#### [AIM OF THE TASK]
A line qualifies if it holds the string "named". Copy every qualifying line from the records.

#### [Dataset entries]
[Start of Attachment]
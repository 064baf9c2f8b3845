//! Particle system descriptors
//!
//! A [`ParticleSystemDescriptor`] is the editable aggregate for one emitter:
//! identity, texture binding, placement, the five affectors and the emission
//! ranges.

use crate::affector::Affectors;
use crate::config::GuiLimits;
use crate::initializer::ParticleInitializer;
use crate::math::{Recti, Vector2f};
use crate::texture::TextureHandle;
use serde::{Deserialize, Serialize};
use std::fmt;
use std::str::FromStr;
use std::time::Instant;

/// How particle sprites are blended with what is behind them
#[derive(Debug, Clone, Copy, PartialEq, Eq, Default, Serialize, Deserialize)]
#[serde(rename_all = "snake_case")]
pub enum BlendingPreset {
    #[default]
    Alpha,
    PremultipliedAlpha,
    Additive,
    Multiply,
}

impl BlendingPreset {
    pub fn as_str(&self) -> &'static str {
        match self {
            BlendingPreset::Alpha => "alpha",
            BlendingPreset::PremultipliedAlpha => "premultiplied_alpha",
            BlendingPreset::Additive => "additive",
            BlendingPreset::Multiply => "multiply",
        }
    }
}

impl fmt::Display for BlendingPreset {
    fn fmt(&self, f: &mut fmt::Formatter<'_>) -> fmt::Result {
        f.write_str(self.as_str())
    }
}

impl FromStr for BlendingPreset {
    type Err = String;

    fn from_str(s: &str) -> Result<Self, Self::Err> {
        match s {
            "alpha" => Ok(BlendingPreset::Alpha),
            "premultiplied_alpha" => Ok(BlendingPreset::PremultipliedAlpha),
            "additive" => Ok(BlendingPreset::Additive),
            "multiply" => Ok(BlendingPreset::Multiply),
            _ => Err(format!("unknown blending preset '{}'", s)),
        }
    }
}

/// One editable particle system
#[derive(Debug, Clone, PartialEq)]
pub struct ParticleSystemDescriptor {
    pub name: String,
    /// Size of the particle pool
    pub num_particles: i32,
    pub texture: TextureHandle,
    pub texture_rect: Recti,
    pub anchor_point: Vector2f,
    pub flipped_x: bool,
    pub flipped_y: bool,
    pub blending_preset: BlendingPreset,
    /// Position relative to the project's absolute position, in pixels
    pub position: Vector2f,
    pub layer: i32,
    pub in_local_space: bool,
    pub active: bool,
    pub affectors: Affectors,
    pub init: ParticleInitializer,
    /// Seconds between automatic emissions, 0 to emit every time
    pub emit_delay: f32,
    pub last_emission: Option<Instant>,
}

impl ParticleSystemDescriptor {
    /// A fresh system drawing the whole of `texture`
    pub fn new(texture: TextureHandle, width: u32, height: u32) -> Self {
        Self {
            name: String::new(),
            num_particles: 64,
            texture,
            texture_rect: Recti::new(0, 0, width as i32, height as i32),
            anchor_point: Vector2f::new(0.5, 0.5),
            flipped_x: false,
            flipped_y: false,
            blending_preset: BlendingPreset::default(),
            position: Vector2f::ZERO,
            layer: 1,
            in_local_space: false,
            active: true,
            affectors: Affectors::default(),
            init: ParticleInitializer::default(),
            emit_delay: 0.0,
            last_emission: None,
        }
    }

    /// Whether an emission is due at `now`.
    ///
    /// Inactive systems never emit. Otherwise a zero delay always emits and
    /// a positive delay emits once more than `emit_delay` seconds have
    /// passed since the last emission.
    pub fn can_emit(&self, now: Instant) -> bool {
        if !self.active {
            return false;
        }
        if self.emit_delay <= 0.0 {
            return true;
        }
        match self.last_emission {
            None => true,
            Some(last) => {
                let elapsed = now.saturating_duration_since(last);
                elapsed.as_secs_f32() > self.emit_delay
            }
        }
    }

    /// Record an emission at `now`
    pub fn mark_emitted(&mut self, now: Instant) {
        self.last_emission = Some(now);
    }

    /// Per-frame repair: emission delay, initializer ranges and step ages
    pub fn sanitize(&mut self, limits: &GuiLimits) {
        self.emit_delay = if self.emit_delay.is_nan() {
            0.0
        } else {
            self.emit_delay.clamp(0.0, limits.max_delay.max(0.0))
        };
        self.init.sanitize(self.num_particles, limits);
        self.affectors.repair_ages();
    }

    /// Copy for the clone operation. Emission timing is not carried over.
    pub fn duplicate(&self) -> Self {
        Self { last_emission: None, ..self.clone() }
    }
}

#[cfg(test)]
mod tests {
    use super::*;
    use std::time::Duration;

    fn system() -> ParticleSystemDescriptor {
        ParticleSystemDescriptor::new(TextureHandle(0), 32, 16)
    }

    #[test]
    fn test_new_uses_whole_texture() {
        let s = system();
        assert_eq!(s.texture_rect, Recti::new(0, 0, 32, 16));
        assert_eq!(s.layer, 1);
        assert!(s.active);
        assert_eq!(s.blending_preset, BlendingPreset::Alpha);
    }

    #[test]
    fn test_can_emit_inactive() {
        let mut s = system();
        s.active = false;
        assert!(!s.can_emit(Instant::now()));
    }

    #[test]
    fn test_can_emit_zero_delay() {
        let mut s = system();
        let now = Instant::now();
        s.mark_emitted(now);
        assert!(s.can_emit(now));
    }

    #[test]
    fn test_can_emit_respects_delay() {
        let mut s = system();
        s.emit_delay = 0.5;
        let start = Instant::now();
        assert!(s.can_emit(start));
        s.mark_emitted(start);
        assert!(!s.can_emit(start + Duration::from_millis(200)));
        assert!(!s.can_emit(start + Duration::from_millis(500)));
        assert!(s.can_emit(start + Duration::from_millis(501)));
    }

    #[test]
    fn test_can_emit_huge_delay() {
        let mut s = system();
        s.emit_delay = 1e20;
        let start = Instant::now();
        s.mark_emitted(start);
        assert!(!s.can_emit(start + Duration::from_secs(60)));

        s.emit_delay = f32::NAN;
        assert!(!s.can_emit(start + Duration::from_secs(60)));
    }

    #[test]
    fn test_sanitize_clamps_delay() {
        let limits = GuiLimits::default();
        let mut s = system();
        s.emit_delay = 1e20;
        s.sanitize(&limits);
        assert_eq!(s.emit_delay, limits.max_delay);

        s.emit_delay = -3.0;
        s.sanitize(&limits);
        assert_eq!(s.emit_delay, 0.0);

        s.emit_delay = f32::NAN;
        s.sanitize(&limits);
        assert_eq!(s.emit_delay, 0.0);
    }

    #[test]
    fn test_blending_preset_parse() {
        for preset in [
            BlendingPreset::Alpha,
            BlendingPreset::PremultipliedAlpha,
            BlendingPreset::Additive,
            BlendingPreset::Multiply,
        ] {
            assert_eq!(preset.as_str().parse::<BlendingPreset>(), Ok(preset));
        }
        assert!("screen".parse::<BlendingPreset>().is_err());
    }

    #[test]
    fn test_sanitize_repairs_steps_and_ranges() {
        let mut s = system();
        s.num_particles = 10;
        s.init.amount.y = 50;
        s.affectors.rotation.steps.add_step(0.5, 10.0);
        s.affectors.rotation.steps.add_step(0.8, 20.0);
        s.affectors.rotation.steps.set_age(0, 0.9);
        s.sanitize(&GuiLimits::default());
        assert_eq!(s.init.amount.y, 10);
        assert!(s.affectors.rotation.steps.is_ordered());
    }

    #[test]
    fn test_duplicate_resets_timing() {
        let mut s = system();
        s.mark_emitted(Instant::now());
        let copy = s.duplicate();
        assert!(copy.last_emission.is_none());
        assert_eq!(copy.affectors, s.affectors);
    }
}
//! Text emission for record files
//!
//! Output is tab-indented, one field per line, with numbers in fixed
//! six-digit decimal notation so that repeated load/save cycles produce
//! byte-identical files.

use crate::math::{Colorf, Recti, Vector2f, Vector2i};

/// Builds record file text line by line
#[derive(Debug, Default)]
pub struct RecordWriter {
    out: String,
    depth: usize,
}

impl RecordWriter {
    pub fn new() -> Self {
        Self::default()
    }

    fn indent(&mut self) {
        for _ in 0..self.depth {
            self.out.push('\t');
        }
    }

    /// Write an indented line
    pub fn line(&mut self, text: &str) {
        self.indent();
        self.out.push_str(text);
        self.out.push('\n');
    }

    /// Write an empty line
    pub fn blank(&mut self) {
        self.out.push('\n');
    }

    /// Write `name = value`, followed by a comma when `more` is set
    pub fn field(&mut self, name: &str, value: &str, more: bool) {
        self.indent();
        self.out.push_str(name);
        self.out.push_str(" = ");
        self.out.push_str(value);
        if more {
            self.out.push(',');
        }
        self.out.push('\n');
    }

    /// Write a positional entry, followed by a comma when `more` is set
    pub fn entry(&mut self, value: &str, more: bool) {
        self.indent();
        self.out.push_str(value);
        if more {
            self.out.push(',');
        }
        self.out.push('\n');
    }

    /// Open a named table: `name =` then `{` on its own line
    pub fn open(&mut self, name: &str) {
        self.indent();
        self.out.push_str(name);
        self.out.push_str(" =\n");
        self.open_anonymous();
    }

    /// Open a positional table element
    pub fn open_anonymous(&mut self) {
        self.line("{");
        self.depth += 1;
    }

    /// Close the innermost table, appending `suffix` after the brace
    pub fn close(&mut self, suffix: &str) {
        self.depth = self.depth.saturating_sub(1);
        self.indent();
        self.out.push('}');
        self.out.push_str(suffix);
        self.out.push('\n');
    }

    pub fn finish(self) -> String {
        self.out
    }
}

/// Fixed-precision decimal. Non-finite values are written as zero so the
/// output always parses.
pub fn number(v: f32) -> String {
    let v = if v.is_finite() { v } else { 0.0 };
    format!("{:.6}", v)
}

pub fn integer(v: i64) -> String {
    v.to_string()
}

pub fn boolean(v: bool) -> String {
    if v { "true" } else { "false" }.to_string()
}

/// Double-quoted string with escapes
pub fn string(s: &str) -> String {
    let mut out = String::with_capacity(s.len() + 2);
    out.push('"');
    for c in s.chars() {
        match c {
            '"' => out.push_str("\\\""),
            '\\' => out.push_str("\\\\"),
            '\n' => out.push_str("\\n"),
            '\r' => out.push_str("\\r"),
            '\t' => out.push_str("\\t"),
            c => out.push(c),
        }
    }
    out.push('"');
    out
}

/// `{x = …, y = …}`
pub fn vec2(v: Vector2f) -> String {
    format!("{{x = {}, y = {}}}", number(v.x), number(v.y))
}

/// `{r = …, g = …, b = …, a = …}`
pub fn color(c: Colorf) -> String {
    format!(
        "{{r = {}, g = {}, b = {}, a = {}}}",
        number(c.r),
        number(c.g),
        number(c.b),
        number(c.a)
    )
}

/// `{x = …, y = …, w = …, h = …}` with integer components
pub fn rect(r: Recti) -> String {
    format!("{{x = {}, y = {}, w = {}, h = {}}}", r.x, r.y, r.w, r.h)
}

/// Positional integer range `{min, max}`
pub fn pair_i32(v: Vector2i) -> String {
    format!("{{{}, {}}}", v.x, v.y)
}

/// Positional float range `{min, max}`
pub fn pair_f32(v: Vector2f) -> String {
    format!("{{{}, {}}}", number(v.x), number(v.y))
}
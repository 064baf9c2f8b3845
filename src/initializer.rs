//! Emission-time randomization ranges
//!
//! A [`ParticleInitializer`] holds the `(lo, hi)` ranges sampled once per
//! emitted particle. Edits may leave a range inverted or out of bounds;
//! [`ParticleInitializer::sanitize`] restores the invariants before the
//! ranges are used.
//!
//! Position and velocity have alternate editing views (center plus radius,
//! base velocity plus scale). Those views are computed from the canonical
//! ranges on demand and never stored.

use crate::config::GuiLimits;
use crate::math::{Vector2f, Vector2i};
use serde::{Deserialize, Serialize};

/// Upper bound of the emission rotation range, in degrees
pub const MAX_EMISSION_ROTATION: f32 = 180.0;

#[derive(Debug, Clone, PartialEq, Serialize, Deserialize)]
pub struct ParticleInitializer {
    /// Particles per emission (x = min, y = max)
    pub amount: Vector2i,
    /// Life in seconds
    pub life: Vector2f,
    pub position_x: Vector2f,
    pub position_y: Vector2f,
    pub velocity_x: Vector2f,
    pub velocity_y: Vector2f,
    /// Rotation in degrees
    pub rotation: Vector2f,
    /// Particles take the emitter's rotation instead of `rotation`
    pub emitter_rotation: bool,
}

impl Default for ParticleInitializer {
    fn default() -> Self {
        Self {
            amount: Vector2i::new(1, 1),
            life: Vector2f::new(1.0, 1.0),
            position_x: Vector2f::ZERO,
            position_y: Vector2f::ZERO,
            velocity_x: Vector2f::ZERO,
            velocity_y: Vector2f::ZERO,
            rotation: Vector2f::ZERO,
            emitter_rotation: true,
        }
    }
}

/// Center plus radius view of the two position ranges
#[derive(Debug, Clone, Copy, PartialEq, Serialize)]
pub struct PositionRadius {
    pub center: Vector2f,
    pub radius: f32,
}

/// Base velocity plus scale view of the two velocity ranges
#[derive(Debug, Clone, Copy, PartialEq, Serialize)]
pub struct VelocityScale {
    pub velocity: Vector2f,
    /// x = min scale, y = max scale
    pub scale: Vector2f,
}

fn sort_range(range: &mut Vector2f) {
    if range.x > range.y {
        std::mem::swap(&mut range.x, &mut range.y);
    }
}

/// Both ends end up inside `[min, max]` with `x <= y`. When `min > max`
/// both ends collapse onto `max`.
fn clamp_range(range: &mut Vector2f, min: f32, max: f32) {
    range.x = range.x.max(min).min(max);
    range.y = range.y.max(min).min(max);
    sort_range(range);
}

impl ParticleInitializer {
    /// Swap inverted ranges and clamp them to the configured limits.
    ///
    /// `num_particles` is the pool size of the owning system and caps the
    /// amount range.
    pub fn sanitize(&mut self, num_particles: i32, limits: &GuiLimits) {
        // An empty pool still emits one particle per burst
        let max_amount = num_particles.max(1);
        self.amount.x = self.amount.x.max(1).min(max_amount);
        self.amount.y = self.amount.y.max(1).min(max_amount);
        if self.amount.x > self.amount.y {
            std::mem::swap(&mut self.amount.x, &mut self.amount.y);
        }

        clamp_range(&mut self.life, 0.0, limits.max_random_life);

        let pos = limits.random_position_range;
        clamp_range(&mut self.position_x, -pos, pos);
        clamp_range(&mut self.position_y, -pos, pos);

        let vel = limits.random_velocity_range;
        clamp_range(&mut self.velocity_x, -vel, vel);
        clamp_range(&mut self.velocity_y, -vel, vel);

        clamp_range(&mut self.rotation, 0.0, MAX_EMISSION_ROTATION);
    }

    /// True when every range satisfies `lo <= hi` and the configured bounds
    pub fn is_sanitized(&self, num_particles: i32, limits: &GuiLimits) -> bool {
        let mut copy = self.clone();
        copy.sanitize(num_particles, limits);
        copy == *self
    }

    /// Derive the center and radius of the position ranges.
    ///
    /// The radius is the mean of the half extents on both axes.
    pub fn position_radius(&self) -> PositionRadius {
        let center = Vector2f::new(
            (self.position_x.x + self.position_x.y) * 0.5,
            (self.position_y.x + self.position_y.y) * 0.5,
        );
        let radius = ((self.position_x.y - self.position_x.x)
            + (self.position_y.y - self.position_y.x))
            * 0.25;
        PositionRadius { center, radius }
    }

    /// Replace both position ranges with a square around `center`
    pub fn set_position_and_radius(&mut self, center: Vector2f, radius: f32) {
        self.position_x = Vector2f::new(center.x - radius, center.x + radius);
        self.position_y = Vector2f::new(center.y - radius, center.y + radius);
    }

    /// Derive the base velocity and scale factors of the velocity ranges.
    ///
    /// The base velocity is recovered from the lower bounds when the min
    /// scale is non-zero, otherwise from the upper bounds.
    pub fn velocity_scale(&self, scale: Vector2f) -> VelocityScale {
        let velocity = if scale.x != 0.0 {
            Vector2f::new(self.velocity_x.x / scale.x, self.velocity_y.x / scale.x)
        } else if scale.y != 0.0 {
            Vector2f::new(self.velocity_x.y / scale.y, self.velocity_y.y / scale.y)
        } else {
            Vector2f::ZERO
        };
        VelocityScale { velocity, scale }
    }

    /// Replace both velocity ranges with `velocity` scaled by `[scale.x, scale.y]`
    pub fn set_velocity_and_scale(&mut self, velocity: Vector2f, scale: Vector2f) {
        self.velocity_x = Vector2f::new(velocity.x * scale.x, velocity.x * scale.y);
        self.velocity_y = Vector2f::new(velocity.y * scale.x, velocity.y * scale.y);
    }
}

#[cfg(test)]
mod tests {
    use super::*;

    #[test]
    fn test_inverted_position_swapped() {
        let mut init = ParticleInitializer::default();
        init.position_x = Vector2f::new(50.0, -50.0);
        init.sanitize(64, &GuiLimits::default());
        assert_eq!(init.position_x, Vector2f::new(-50.0, 50.0));
    }

    #[test]
    fn test_ranges_clamped_to_limits() {
        let limits = GuiLimits::default();
        let mut init = ParticleInitializer {
            amount: Vector2i::new(500, 0),
            life: Vector2f::new(-1.0, 99.0),
            position_x: Vector2f::new(-1000.0, 1000.0),
            position_y: Vector2f::new(20.0, 10.0),
            velocity_x: Vector2f::new(-900.0, 0.0),
            velocity_y: Vector2f::new(0.0, 900.0),
            rotation: Vector2f::new(270.0, -10.0),
            emitter_rotation: false,
        };
        assert!(!init.is_sanitized(32, &limits));
        init.sanitize(32, &limits);

        assert_eq!(init.amount, Vector2i::new(1, 32));
        assert_eq!(init.life, Vector2f::new(0.0, 5.0));
        assert_eq!(init.position_x, Vector2f::new(-100.0, 100.0));
        assert_eq!(init.position_y, Vector2f::new(10.0, 20.0));
        assert_eq!(init.velocity_x, Vector2f::new(-200.0, 0.0));
        assert_eq!(init.velocity_y, Vector2f::new(0.0, 200.0));
        assert_eq!(init.rotation, Vector2f::new(0.0, 180.0));
        assert!(init.is_sanitized(32, &limits));
    }

    #[test]
    fn test_range_outside_bounds_stays_ordered() {
        let limits = GuiLimits::default();
        let mut init = ParticleInitializer::default();
        init.position_x = Vector2f::new(150.0, 200.0);
        init.velocity_y = Vector2f::new(-900.0, -500.0);
        init.life = Vector2f::new(-4.0, -2.0);
        init.sanitize(16, &limits);

        assert_eq!(init.position_x, Vector2f::new(100.0, 100.0));
        assert_eq!(init.velocity_y, Vector2f::new(-200.0, -200.0));
        assert_eq!(init.life, Vector2f::new(0.0, 0.0));
        assert!(init.is_sanitized(16, &limits));
    }

    #[test]
    fn test_amount_with_empty_pool() {
        let limits = GuiLimits::default();
        let mut init = ParticleInitializer::default();
        init.amount = Vector2i::new(3, 8);
        init.sanitize(0, &limits);
        assert_eq!(init.amount, Vector2i::new(1, 1));
        assert!(init.amount.x <= init.amount.y);
        assert!(init.is_sanitized(0, &limits));
    }

    #[test]
    fn test_sanitize_is_idempotent() {
        let limits = GuiLimits::default();
        let mut init = ParticleInitializer::default();
        init.velocity_x = Vector2f::new(300.0, -300.0);
        init.sanitize(10, &limits);
        let once = init.clone();
        init.sanitize(10, &limits);
        assert_eq!(init, once);
    }

    #[test]
    fn test_position_radius_roundtrip() {
        let mut init = ParticleInitializer::default();
        init.set_position_and_radius(Vector2f::new(10.0, -4.0), 6.0);
        assert_eq!(init.position_x, Vector2f::new(4.0, 16.0));
        assert_eq!(init.position_y, Vector2f::new(-10.0, 2.0));

        let view = init.position_radius();
        assert_eq!(view.center, Vector2f::new(10.0, -4.0));
        assert_eq!(view.radius, 6.0);
    }

    #[test]
    fn test_position_radius_of_rectangle_averages_extents() {
        let mut init = ParticleInitializer::default();
        init.position_x = Vector2f::new(-10.0, 10.0);
        init.position_y = Vector2f::new(-2.0, 2.0);
        assert_eq!(init.position_radius().radius, 6.0);
    }

    #[test]
    fn test_velocity_scale_roundtrip() {
        let mut init = ParticleInitializer::default();
        init.set_velocity_and_scale(Vector2f::new(0.0, 100.0), Vector2f::new(0.5, 2.0));
        assert_eq!(init.velocity_x, Vector2f::new(0.0, 0.0));
        assert_eq!(init.velocity_y, Vector2f::new(50.0, 200.0));

        let view = init.velocity_scale(Vector2f::new(0.5, 2.0));
        assert_eq!(view.velocity, Vector2f::new(0.0, 100.0));
    }

    #[test]
    fn test_velocity_scale_zero_min_uses_max() {
        let mut init = ParticleInitializer::default();
        init.set_velocity_and_scale(Vector2f::new(3.0, 4.0), Vector2f::new(0.0, 2.0));
        let view = init.velocity_scale(Vector2f::new(0.0, 2.0));
        assert_eq!(view.velocity, Vector2f::new(3.0, 4.0));
    }
}
//! Parser for the record subset of Lua
//!
//! Grammar:
//!
//! ```text
//! chunk   := { name '=' value [';'] }
//! value   := 'nil' | 'true' | 'false' | ['-'] number | string | table
//! table   := '{' [ field { sep field } [sep] ] '}'
//! field   := name '=' value | '[' string ']' '=' value | value
//! sep     := ',' | ';'
//! ```
//!
//! Later assignments to the same name replace earlier ones, as they would
//! when the file is run by a Lua interpreter.

use super::lexer::{Lexer, Spanned, Token};
use super::{SyntaxError, Table, Value};

/// Deepest table nesting accepted. Project files need five levels.
pub const MAX_TABLE_DEPTH: usize = 64;

/// Parse record source text into its top-level table of globals
pub fn parse(source: &str) -> Result<Table, SyntaxError> {
    let tokens = Lexer::new(source).tokenize()?;
    let mut parser = Parser { tokens, pos: 0, depth: 0 };
    parser.chunk()
}

struct Parser {
    tokens: Vec<Spanned>,
    pos: usize,
    depth: usize,
}

impl Parser {
    fn peek(&self) -> &Token {
        self.tokens.get(self.pos).map(|s| &s.token).unwrap_or(&Token::Eof)
    }

    fn peek_at(&self, offset: usize) -> &Token {
        self.tokens.get(self.pos + offset).map(|s| &s.token).unwrap_or(&Token::Eof)
    }

    fn line(&self) -> usize {
        self.tokens
            .get(self.pos)
            .or_else(|| self.tokens.last())
            .map(|s| s.line)
            .unwrap_or(1)
    }

    fn advance(&mut self) -> Token {
        let token = self.peek().clone();
        if self.pos < self.tokens.len() {
            self.pos += 1;
        }
        token
    }

    fn error(&self, message: impl Into<String>) -> SyntaxError {
        SyntaxError::new(message, self.line())
    }

    fn expect(&mut self, expected: Token) -> Result<(), SyntaxError> {
        if *self.peek() == expected {
            self.advance();
            Ok(())
        } else {
            Err(self.error(format!(
                "expected {}, found {}",
                expected.describe(),
                self.peek().describe()
            )))
        }
    }

    fn chunk(&mut self) -> Result<Table, SyntaxError> {
        let mut globals = Table::new();
        loop {
            match self.peek().clone() {
                Token::Eof => return Ok(globals),
                Token::Semicolon => {
                    self.advance();
                }
                Token::Name(name) => {
                    self.advance();
                    self.expect(Token::Assign)?;
                    let value = self.value()?;
                    globals.insert(name, value);
                }
                other => {
                    return Err(self.error(format!(
                        "expected an assignment, found {}",
                        other.describe()
                    )));
                }
            }
        }
    }

    fn value(&mut self) -> Result<Value, SyntaxError> {
        match self.advance() {
            Token::Nil => Ok(Value::Nil),
            Token::True => Ok(Value::Bool(true)),
            Token::False => Ok(Value::Bool(false)),
            Token::Int(i) => Ok(Value::Int(i)),
            Token::Float(f) => Ok(Value::Float(f)),
            Token::Str(s) => Ok(Value::Str(s)),
            Token::Minus => match self.advance() {
                Token::Int(i) => Ok(Value::Int(-i)),
                Token::Float(f) => Ok(Value::Float(-f)),
                other => {
                    self.pos -= 1;
                    Err(self.error(format!("expected a number after '-', found {}", other.describe())))
                }
            },
            Token::LBrace => {
                if self.depth == MAX_TABLE_DEPTH {
                    self.pos -= 1;
                    return Err(self.error(format!("tables nested deeper than {} levels", MAX_TABLE_DEPTH)));
                }
                self.depth += 1;
                let table = self.table();
                self.depth -= 1;
                table
            }
            other => {
                self.pos -= 1;
                Err(self.error(format!("expected a value, found {}", other.describe())))
            }
        }
    }

    fn table(&mut self) -> Result<Value, SyntaxError> {
        let mut table = Table::new();
        loop {
            if *self.peek() == Token::RBrace {
                self.advance();
                return Ok(Value::Table(table));
            }

            let named = *self.peek_at(1) == Token::Assign;
            match self.peek().clone() {
                Token::Name(name) if named => {
                    self.advance();
                    self.advance();
                    let value = self.value()?;
                    table.insert(name, value);
                }
                Token::LBracket => {
                    self.advance();
                    let key = match self.advance() {
                        Token::Str(s) => s,
                        other => {
                            self.pos -= 1;
                            return Err(self.error(format!(
                                "only string keys are supported, found {}",
                                other.describe()
                            )));
                        }
                    };
                    self.expect(Token::RBracket)?;
                    self.expect(Token::Assign)?;
                    let value = self.value()?;
                    table.insert(key, value);
                }
                _ => {
                    let value = self.value()?;
                    table.push(value);
                }
            }

            match self.peek() {
                Token::Comma | Token::Semicolon => {
                    self.advance();
                }
                Token::RBrace => {}
                other => {
                    return Err(self.error(format!(
                        "expected ',' or '}}', found {}",
                        other.describe()
                    )));
                }
            }
        }
    }
}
[End of Attachment]
#### [EXERCISE SOLUTION]
    /// Open a named table: `name =` then `{` on its own line
            let named = *self.peek_at(1) == Token::Assign;
                Token::Name(name) if named => {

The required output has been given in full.